> > My application tracks employees and their skills. An employee can have any
> > number of skills, including zero. Each skill is made up of several fields,
> > include a Title. There are two tables to represent this relation,
> > tblEmployees and tblEmployeeSkills. There is a EmployeeID field in the
> > Skills table that can be used to get all the skill records pertaining to a
> > particular employee.
> > I need to present the user with a list of employees and their titles. In
> > this view, each employee name must appear at least once with no title, and
> > again for each title he has. The list might look like this:
> > Joe
> > Joe Truck Driver
> > Joe Painter
> > Joe Sculptor
> > Mary
> > Mary Chef
> > John
> > Harry Truck Driver
> > Harry Chef
> > Is there an SQL query that will print out each name once and then once
> > again for every title s/he posseses?
> Hmmm, interesting. I think the displaying of the name alone, even if the
> employee has skills, could become a problem. If this would not be the case,
> it would simply be:
> SELECT DISTINCTROW Employee.Name, Skills.Description FROM Employee LEFT JOIN
> Skills On Employee.ID=Skills.EmployeeID
> This would present you with a list in wich all employees are present.
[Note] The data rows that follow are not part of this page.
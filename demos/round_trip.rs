//! Routes ordinary HTTP requests through the crawler without the calling code knowing.
//!
//! 1. Build one shared [`Client`] from the two access tokens.
//! 2. Wrap it in a [`RenderedRoundTripper`] or [`PlainRoundTripper`].
//! 3. Hand the adapter to code that only knows about `Arc<dyn RoundTrip>`.
//!
//! Set `PROXYCRAWL_NORMAL_TOKEN` and `PROXYCRAWL_JS_TOKEN` before running.

// std
use std::{env, sync::Arc};
// crates.io
use color_eyre::Result;
// self
use proxycrawl::{
	client::Client,
	http::{self, header::USER_AGENT},
	round_trip::{PlainRoundTripper, RenderedRoundTripper, RoundTrip},
};

#[tokio::main]
async fn main() -> Result<()> {
	color_eyre::install()?;

	let client = Arc::new(Client::new(
		env::var("PROXYCRAWL_NORMAL_TOKEN")?,
		env::var("PROXYCRAWL_JS_TOKEN")?,
	)?);
	let rendered: Arc<dyn RoundTrip> = Arc::new(RenderedRoundTripper::new(client.clone()));
	let plain: Arc<dyn RoundTrip> = Arc::new(PlainRoundTripper::new(client));

	fetch(rendered.as_ref(), "https://example.com/").await?;
	fetch(plain.as_ref(), "https://example.com/robots.txt").await?;

	Ok(())
}

async fn fetch(transport: &dyn RoundTrip, uri: &str) -> Result<()> {
	let request =
		http::Request::get(uri).header(USER_AGENT, "proxycrawl-demo/0.1").body(Vec::new())?;

	match transport.round_trip(request).await {
		Ok(response) => println!(
			"{uri} -> {} ({} bytes, original status {:?}).",
			response.status(),
			response.body().len(),
			response.headers().get("original_status"),
		),
		Err(e) => println!("{uri} failed ({} mode): {e}.", e.mode),
	}

	Ok(())
}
> Employees without skills will have a Description field with the value Null,
> Employees with one skill will have one entry with the skill field set to
> that one skill, and employees with more than one skill will have an entry
> for every skill they have.
> I don't know how to create an empty entry for each employee first, without
> adding empty entries to the Skill-table for each employee.
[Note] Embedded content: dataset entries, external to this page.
//! Access token wrapper that redacts the crawler credential.

// self
use crate::_prelude::*;

/// Crawler access token; formatting never reveals the secret.
#[derive(Clone, PartialEq, Eq, Serialize, Deserialize)]
#[serde(transparent)]
pub struct AccessToken(String);
impl AccessToken {
	/// Wraps a new token string.
	pub fn new(value: impl Into<String>) -> Self {
		Self(value.into())
	}

	/// Returns the inner token value. Callers must avoid logging this string.
	pub fn expose(&self) -> &str {
		&self.0
	}
}
impl From<String> for AccessToken {
	fn from(value: String) -> Self {
		Self(value)
	}
}
impl From<&str> for AccessToken {
	fn from(value: &str) -> Self {
		Self(value.to_owned())
	}
}
impl Debug for AccessToken {
	fn fmt(&self, f: &mut Formatter) -> FmtResult {
		f.debug_tuple("AccessToken").field(&"<redacted>").finish()
	}
}
impl Display for AccessToken {
	fn fmt(&self, f: &mut Formatter) -> FmtResult {
		f.write_str("<redacted>")
	}
}
use anyhow::{Context, Result};
use std::fs;
use std::path::Path;

/// Download a URL to a local path, writing through a temporary file in the
/// same directory and renaming into place once the body is fully on disk.
pub fn download_file(url: &str, path: &Path) -> Result<()> {
    let response = ureq::get(url)
        .call()
        .with_context(|| format!("failed to download: {url}"))?;

    if response.status() != 200 {
        return Err(anyhow::anyhow!(
            "download failed with status: {}",
            response.status()
        ));
    }

    if let Some(parent) = path.parent() {
        fs::create_dir_all(parent)
            .with_context(|| format!("failed to create directory: {}", parent.display()))?;
    }

    let temp_path = path.with_extension(format!(
        "{}.tmp",
        path.extension()
            .and_then(|ext| ext.to_str())
            .unwrap_or("download")
    ));

    let mut temp_file = fs::File::create(&temp_path)
        .with_context(|| format!("failed to create temporary file: {}", temp_path.display()))?;

    std::io::copy(&mut response.into_reader(), &mut temp_file).with_context(|| {
        let _ = fs::remove_file(&temp_path);
        format!("failed to write to temporary file: {}", temp_path.display())
    })?;

    temp_file.sync_all().with_context(|| {
        let _ = fs::remove_file(&temp_path);
        format!("failed to sync temporary file: {}", temp_path.display())
    })?;
    drop(temp_file);

    fs::rename(&temp_path, path).with_context(|| {
        let _ = fs::remove_file(&temp_path);
        format!(
            "failed to move temporary file into place: {} -> {}",
            temp_path.display(),
            path.display()
        )
    })?;

    Ok(())
}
There's a table missing in this design. As it currently stands, there's
really no point in having a separate skills table since it would appear
that each skill may only have one employee associated with it. So you
may as well put all the skill info straight into the employee row.
This is clearly 'wrong' since, in the 'real world' [SMTRW! - Dijkstra],
skills are objects with lives of their own, independent of any people
who might happen to have them. You *should* have a skills table, but
you *should not* have an employeeid in such a table. Instead this
should be in the third table which comprises only two columns, an
employeeid and a skillid. Both of these ids should be construed as
the (composite) primary key and each id, individually, should be
indexed with duplicates allowed. You then introduce references (i.e.
referential integrity rules) which permit a one-to-many map from
the employees table to this third table, and a one to many map from
the skills table to this third table.
Thus, one skill may be related to many employees (including *all*
employees - specifically a *single* 'empty' skill can be so related
to all employees) and one employee may be related to many skills.
This is how we model 'real' objects (i.e. people and skills) and
'real' relations between them (i.e. a general many-to-many map
between people and skills). This explanation is probably a lot
'harder' than just doing it - it really is a doddle.
(Oh, btw, once you've got this third table [which I've called
EmployeeSkills, to correlate the Employees table with a Skills
table] in, the sql'd look something like this:
SELECT DISTINCTROW Employees.Name, Skills.Title
FROM Skills INNER JOIN (Employees INNER JOIN EmployeeSkills ON
Employees.EmployeeID = EmployeeSkills.EmployeeID) ON
Skills.SkillID = EmployeeSkills.SkillID
Now, Andre''s idea of using an outer join works well, since you
don't actually need a blank skill any more [much less the rather
horrible blank skill for each employee]. Simply change the first
inner join to a right join [so that *all Employees* are included,
even if they don't have any entries in EmployeeSkills, i.e. they've
no skills] and the second inner join to a left join [so that *only
Skills* referenced by the map table are included].